▶ [Problem requirements] Print the listing below in its entirety, character for character.

▶ [Exercise material]
[Start of section]
use clap::Parser;
use simplelog::{ConfigBuilder, WriteLogger};
use situations::Frontend;
use situations::core::config::{self, CliOverrides};
use situations::core::loader::load_dataset;
use situations::core::state::App;
use situations::{console, tui};
use std::fs::File;
use std::path::PathBuf;
use std::process::ExitCode;
use std::sync::Arc;

#[derive(Parser)]
#[command(
    name = "situations",
    about = "Study USA Swimming stroke & turn situations and resolutions"
)]
struct Args {
    /// Spreadsheet (.xlsx, .xls, .ods) or CSV file with the situations
    #[arg(short, long)]
    dataset: Option<PathBuf>,

    /// Column that groups situations (default: Section, then Stroke)
    #[arg(long)]
    category_column: Option<String>,

    /// Worksheet to read (default: the first)
    #[arg(long)]
    sheet: Option<String>,

    /// Front end to run
    #[arg(long, default_value_t, value_enum)]
    ui: Frontend,

    /// Hide each resolution until it is revealed
    #[arg(long)]
    hide_resolution: bool,

    /// Seed for the random picker (repeatable shuffles)
    #[arg(long)]
    seed: Option<u64>,
}

fn main() -> ExitCode {
    let args = Args::parse();
    dotenv::dotenv().ok();

    let (file_config, config_error) = match config::load_config() {
        Ok(c) => (c, None),
        Err(e) => (Default::default(), Some(e)),
    };
    let cli = CliOverrides {
        dataset_path: args.dataset,
        category_column: args.category_column,
        sheet: args.sheet,
        hide_resolution: args.hide_resolution,
        seed: args.seed,
    };
    let resolved = config::resolve(&file_config, &cli);

    // Initialize file logger - writes to situations.log in current directory
    let log_config = ConfigBuilder::new().set_time_format_rfc3339().build();
    if let Ok(log_file) = File::create("situations.log") {
        let _ = WriteLogger::init(resolved.log_level, log_config, log_file);
    }

    if let Some(e) = config_error {
        log::warn!("Ignoring config file: {}", e);
        eprintln!("Warning: ignoring config file ({e}); using defaults");
    }

    log::info!(
        "Situations starting up with {:?} front end, dataset {}",
        args.ui,
        resolved.dataset_path.display()
    );

    let dataset = match load_dataset(&resolved.dataset_path, &resolved.load_options()) {
        Ok(d) => d,
        Err(e) => {
            log::error!("Failed to load dataset: {}", e);
            eprintln!("Error: {e}");
            return ExitCode::FAILURE;
        }
    };

    let app = App::from_config(Arc::new(dataset), &resolved);
    let result = match args.ui {
        Frontend::Tui => tui::run(app),
        Frontend::Console => console::run(app, &resolved),
    };

    match result {
        Ok(()) => ExitCode::SUCCESS,
        Err(e) => {
            log::error!("Terminal I/O failed: {}", e);
            eprintln!("Error: {e}");
            ExitCode::FAILURE
        }
    }
}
[End of section]
▶ [Written answer]
use clap::Parser;
use simplelog::{ConfigBuilder, WriteLogger};
use situations::Frontend;
use situations::core::config::{self, CliOverrides};
use situations::core::loader::load_dataset;
use situations::core::state::App;
use situations::{console, tui};
use std::fs::File;
use std::path::PathBuf;
use std::process::ExitCode;
use std::sync::Arc;

#[derive(Parser)]
#[command(
    name = "situations",
    about = "Study USA Swimming stroke & turn situations and resolutions"
)]
struct Args {
    /// Spreadsheet (.xlsx, .xls, .ods) or CSV file with the situations
    #[arg(short, long)]
    dataset: Option<PathBuf>,

    /// Column that groups situations (default: Section, then Stroke)
    #[arg(long)]
    category_column: Option<String>,

    /// Worksheet to read (default: the first)
    #[arg(long)]
    sheet: Option<String>,

    /// Front end to run
    #[arg(long, default_value_t, value_enum)]
    ui: Frontend,

    /// Hide each resolution until it is revealed
    #[arg(long)]
    hide_resolution: bool,

    /// Seed for the random picker (repeatable shuffles)
    #[arg(long)]
    seed: Option<u64>,
}

fn main() -> ExitCode {
    let args = Args::parse();
    dotenv::dotenv().ok();

    let (file_config, config_error) = match config::load_config() {
        Ok(c) => (c, None),
        Err(e) => (Default::default(), Some(e)),
    };
    let cli = CliOverrides {
        dataset_path: args.dataset,
        category_column: args.category_column,
        sheet: args.sheet,
        hide_resolution: args.hide_resolution,
        seed: args.seed,
    };
    let resolved = config::resolve(&file_config, &cli);

    // Initialize file logger - writes to situations.log in current directory
    let log_config = ConfigBuilder::new().set_time_format_rfc3339().build();
    if let Ok(log_file) = File::create("situations.log") {
        let _ = WriteLogger::init(resolved.log_level, log_config, log_file);
    }

    if let Some(e) = config_error {
        log::warn!("Ignoring config file: {}", e);
        eprintln!("Warning: ignoring config file ({e}); using defaults");
    }

    log::info!(
        "Situations starting up with {:?} front end, dataset {}",
        args.ui,
        resolved.dataset_path.display()
    );

    let dataset = match load_dataset(&resolved.dataset_path, &resolved.load_options()) {
        Ok(d) => d,
        Err(e) => {
            log::error!("Failed to load dataset: {}", e);
            eprintln!("Error: {e}");
            return ExitCode::FAILURE;
        }
    };

    let app = App::from_config(Arc::new(dataset), &resolved);
    let result = match args.ui {
        Frontend::Tui => tui::run(app),
        Frontend::Console => console::run(app, &resolved),
    };

    match result {
        Ok(()) => ExitCode::SUCCESS,
        Err(e) => {
            log::error!("Terminal I/O failed: {}", e);
            eprintln!("Error: {e}");
            ExitCode::FAILURE
        }
    }
}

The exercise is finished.